Miobaptus is a fossil genus of grebe that is known from several specimens collected from Czechia and Lake Baikal dating from the Early Miocene to Middle Miocene. Considered to be one of the most primitive genera of grebes, the anatomy of Miobaptus suggests it was less adapted for the aquatic mode of life than modern grebes, but had better flight maneuverability.

==History==
The holotype species M. walteri was collected from Dolnice and described by Švec (1982). He would later describe more specimens of the species from Bohemia in 1984. A second species M. huzhiricus was described by Zelenkov (2015) from specimens collected from Olkhon Island.

==Description==
The distal part in the humeri of Miobaptus is different from extant grebes as the surface is flat and overall the wingbones more elongated.

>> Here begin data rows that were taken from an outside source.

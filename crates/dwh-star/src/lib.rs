//! Dimensional modeler.
//!
//! Merges clean entities from both source systems into a star schema:
//!
//! - `dim_customers`: primary customers joined with supplementary
//!   demographics and location on the aligned customer number
//! - `dim_products`: active products joined with their category
//! - `fact_sales`: sale lines resolved to both dimensions by business key
//!
//! Surrogate keys follow ascending business key order, so equal inputs
//! always produce equal keys. Cross-source conflicts go through
//! [`prefer_known`].

mod customer;
mod error;
mod integrity;
mod modeler;
mod product;
mod reconcile;
mod sales;
mod schema;
mod surrogate;
mod warehouse;

pub use customer::build_customer_dim;
pub use error::{Result, StarError};
pub use integrity::verify_integrity;
pub use modeler::{DimensionalModeler, StarBuild};
pub use product::build_product_dim;
pub use reconcile::prefer_known;
pub use sales::{OrphanTally, build_sales_fact};
pub use schema::{CUSTOMER_TABLE, PRODUCT_TABLE, SALES_TABLE, StarSchema, TableCounts};
pub use surrogate::{KeyIndex, assign_keys};
pub use warehouse::Warehouse;
//! End-to-end tests for the pipeline orchestrator.

use std::fs;
use std::path::Path;

use chrono::NaiveDate;
use dwh_cli::pipeline::{PipelineConfig, load_stage, run_pipeline, run_pipeline_into};
use dwh_model::{Entity, ErrorKind, Stage};
use dwh_star::Warehouse;
use tempfile::TempDir;

fn write_extract(root: &Path, entity: Entity, contents: &str) {
    let path = root.join(entity.default_path());
    fs::create_dir_all(path.parent().expect("parent dir")).expect("create source dir");
    fs::write(&path, contents).expect("write extract");
}

fn write_sources(root: &Path) {
    write_extract(
        root,
        Entity::Customer,
        "cst_id,cst_key,cst_firstname,cst_lastname,cst_marital_status,cst_gndr,cst_create_date\n\
         11000,AW00011000,Jon,Yang,M,M,2025-10-05\n\
         11000,AW00011000, Jon ,Yang,M,M,2025-10-06\n\
         11001,AW00011001,Eugene,Huang,S,,2025-10-06\n\
         ,AW00011002,Ruben,Torres,M,M,2025-10-06\n",
    );
    write_extract(
        root,
        Entity::Product,
        "prd_id,prd_key,prd_nm,prd_cost,prd_line,prd_start_dt,prd_end_dt\n\
         310,BI-RB-BK-R93R-62,Road-150 Red- 62,2171,R,2003-07-01,\n\
         212,CO-RF-FR-R92R-58,HL Road Frame - Red- 58,,R,2003-07-01,2011-12-28\n\
         210,CO-RF-FR-R92B-58,HL Road Frame - Black- 58,,R,2003-07-01,\n",
    );
    write_extract(
        root,
        Entity::Sale,
        "sls_ord_num,sls_prd_key,sls_cust_id,sls_order_dt,sls_ship_dt,sls_due_dt,sls_sales,sls_quantity,sls_price\n\
         SO43697,BK-R93R-62,11000,20101229,20110105,20110110,999,3,10\n\
         SO43698,FR-R92B-58,11001,20101229,20110105,20110110,100,5,\n\
         SO43699,FR-R92R-58,11000,20101229,20110105,20110110,30,3,10\n\
         SO43700,BK-R93R-62,99999,20101229,20110105,20110110,30,3,10\n",
    );
    write_extract(
        root,
        Entity::ErpCustomer,
        "CID,BDATE,GEN\nNASAW00011001,1971-10-06,Female\nAW00011000,2099-01-01,Male\n",
    );
    write_extract(root, Entity::ErpLocation, "CID,CNTRY\nAW-00011000,DE\n");
    write_extract(
        root,
        Entity::ErpCategory,
        "ID,CAT,SUBCAT,MAINTENANCE\n\
         BI_RB,Bikes,Road Bikes,Yes\n\
         CO_RF,Components,Road Frames,No\n",
    );
}

fn config(root: &Path) -> PipelineConfig {
    let as_of = NaiveDate::from_ymd_opt(2026, 10, 19).expect("date");
    PipelineConfig::new(root, as_of)
}

#[test]
fn runs_every_stage_and_publishes() {
    let dir = TempDir::new().expect("temp dir");
    write_sources(dir.path());

    let result = run_pipeline(&config(dir.path())).expect("pipeline run");

    insta::assert_json_snapshot!(result.row_counts, @r#"
    {
      "customers": 2,
      "products": 2,
      "sales": 2
    }
    "#);
    assert_eq!(result.orphan_count, 2);
    assert_eq!(result.fingerprint.len(), 64);

    let output = dir.path().join("warehouse");
    assert_eq!(result.output_dir.as_deref(), Some(output.as_path()));
    for (name, lines) in [
        ("dim_customers.csv", 3),
        ("dim_products.csv", 3),
        ("fact_sales.csv", 3),
    ] {
        let contents = fs::read_to_string(output.join(name)).expect("read output");
        assert_eq!(contents.lines().count(), lines, "{name}");
    }

    let customers = &result.entities[0];
    assert_eq!(customers.entity, Entity::Customer);
    assert_eq!(customers.staged, 4);
    assert_eq!(customers.clean, 2);
    assert_eq!(customers.duplicates_dropped, 1);
    assert_eq!(customers.rejected, 1);

    let products = &result.entities[1];
    assert_eq!(products.historical_dropped, 1);
}

#[test]
fn published_schema_reflects_cleansing_rules() {
    let dir = TempDir::new().expect("temp dir");
    write_sources(dir.path());
    let warehouse = Warehouse::new();

    run_pipeline_into(&config(dir.path()), &warehouse).expect("pipeline run");
    let schema = warehouse.snapshot();

    let products: Vec<&str> = schema
        .products
        .iter()
        .map(|row| row.product_number.as_str())
        .collect();
    assert_eq!(products, vec!["BK-R93R-62", "FR-R92B-58"]);

    let first = &schema.sales[0];
    assert_eq!(first.order_number, "SO43697");
    assert_eq!(first.amount, Some(30.0));
    let second = &schema.sales[1];
    assert_eq!(second.price, Some(20.0));
    assert_eq!(second.amount, Some(100.0));

    let jon = &schema.customers[0];
    assert_eq!(jon.first_name.as_deref(), Some("Jon"));
    assert_eq!(jon.country.as_deref(), Some("Germany"));
    assert_eq!(jon.birth_date, None);
    let eugene = &schema.customers[1];
    assert_eq!(eugene.gender, dwh_model::Gender::Female);

    for fact in &schema.sales {
        assert!(schema.customers.iter().any(|c| c.customer_key == fact.customer_key));
        assert!(schema.products.iter().any(|p| p.product_key == fact.product_key));
    }
}

#[test]
fn rerun_is_idempotent() {
    let dir = TempDir::new().expect("temp dir");
    write_sources(dir.path());
    let output = dir.path().join("warehouse");

    let first = run_pipeline(&config(dir.path())).expect("first run");
    let facts = fs::read(output.join("fact_sales.csv")).expect("read facts");
    let second = run_pipeline(&config(dir.path())).expect("second run");

    assert_eq!(first.fingerprint, second.fingerprint);
    assert_eq!(first.row_counts, second.row_counts);
    assert_eq!(facts, fs::read(output.join("fact_sales.csv")).expect("read facts"));
}

#[test]
fn parallel_load_gives_same_fingerprint() {
    let dir = TempDir::new().expect("temp dir");
    write_sources(dir.path());

    let sequential = run_pipeline(&config(dir.path())).expect("sequential run");
    let mut parallel = config(dir.path());
    parallel.loader.parallel = true;
    parallel.dry_run = true;
    let parallel = run_pipeline(&parallel).expect("parallel run");

    assert_eq!(sequential.fingerprint, parallel.fingerprint);
}

#[test]
fn dry_run_writes_nothing() {
    let dir = TempDir::new().expect("temp dir");
    write_sources(dir.path());
    let mut config = config(dir.path());
    config.dry_run = true;

    let result = run_pipeline(&config).expect("dry run");
    assert_eq!(result.output_dir, None);
    assert!(!dir.path().join("warehouse").exists());
    assert_eq!(result.row_counts.sales, 2);
}

#[test]
fn missing_extract_aborts_and_keeps_previous_output() {
    let dir = TempDir::new().expect("temp dir");
    write_sources(dir.path());
    let warehouse = Warehouse::new();
    let config = config(dir.path());
    run_pipeline_into(&config, &warehouse).expect("first run");
    let published = warehouse.snapshot();

    fs::remove_file(dir.path().join(Entity::ErpLocation.default_path())).expect("remove extract");
    let err = run_pipeline_into(&config, &warehouse).unwrap_err();

    assert_eq!(err.stage, Stage::Load);
    assert_eq!(err.kind, ErrorKind::SourceUnavailable);
    assert!(std::sync::Arc::ptr_eq(&published, &warehouse.snapshot()));
    assert!(dir.path().join("warehouse/fact_sales.csv").exists());
}

#[test]
fn header_mismatch_is_schema_error() {
    let dir = TempDir::new().expect("temp dir");
    write_sources(dir.path());
    write_extract(dir.path(), Entity::ErpCategory, "ID,CAT,SUBCAT\nBI_RB,Bikes,Road Bikes\n");

    let err = load_stage(&config(dir.path())).unwrap_err();
    assert_eq!(err.stage, Stage::Load);
    assert_eq!(err.kind, ErrorKind::SchemaMismatch);
}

In contrast the distal ends in the humeri of extant grebes the surfaces is more concave, and overall they have much shorter wingbones.

==Classification==
Miobaptus is placed basally in the phylogenetic tree of grebes where similarities have been made between this genus and Palaelodidae. The palaelodids is an extinct family of Phoenicopteriformes where they have been suggested to be the transitional form between flamingos and grebes. Both Miobaptus and the palaelodids share several features in the humerus and coracoid. Therefore while Miobaptus is similar to Tachybaptus there are some differences and any similarity between the two is likely due to plesiomorphic features.

==Paleobiology==
M. walteri is known from the Aquitanian stage of the Miocene while M. huzhiricus is from the boundary line between the Burdigalian and Langhian stages. The presence of this genus in both Europe and Asia at this time is significant as it shows at this time grebes were already spreading across the globe, as well as how the avifaunas were being established to their present in Eurasia. Based on their anatomy it shows that Miobaptus was much better capable at flying than modern grebes (though it was not as specialized in being aquatic).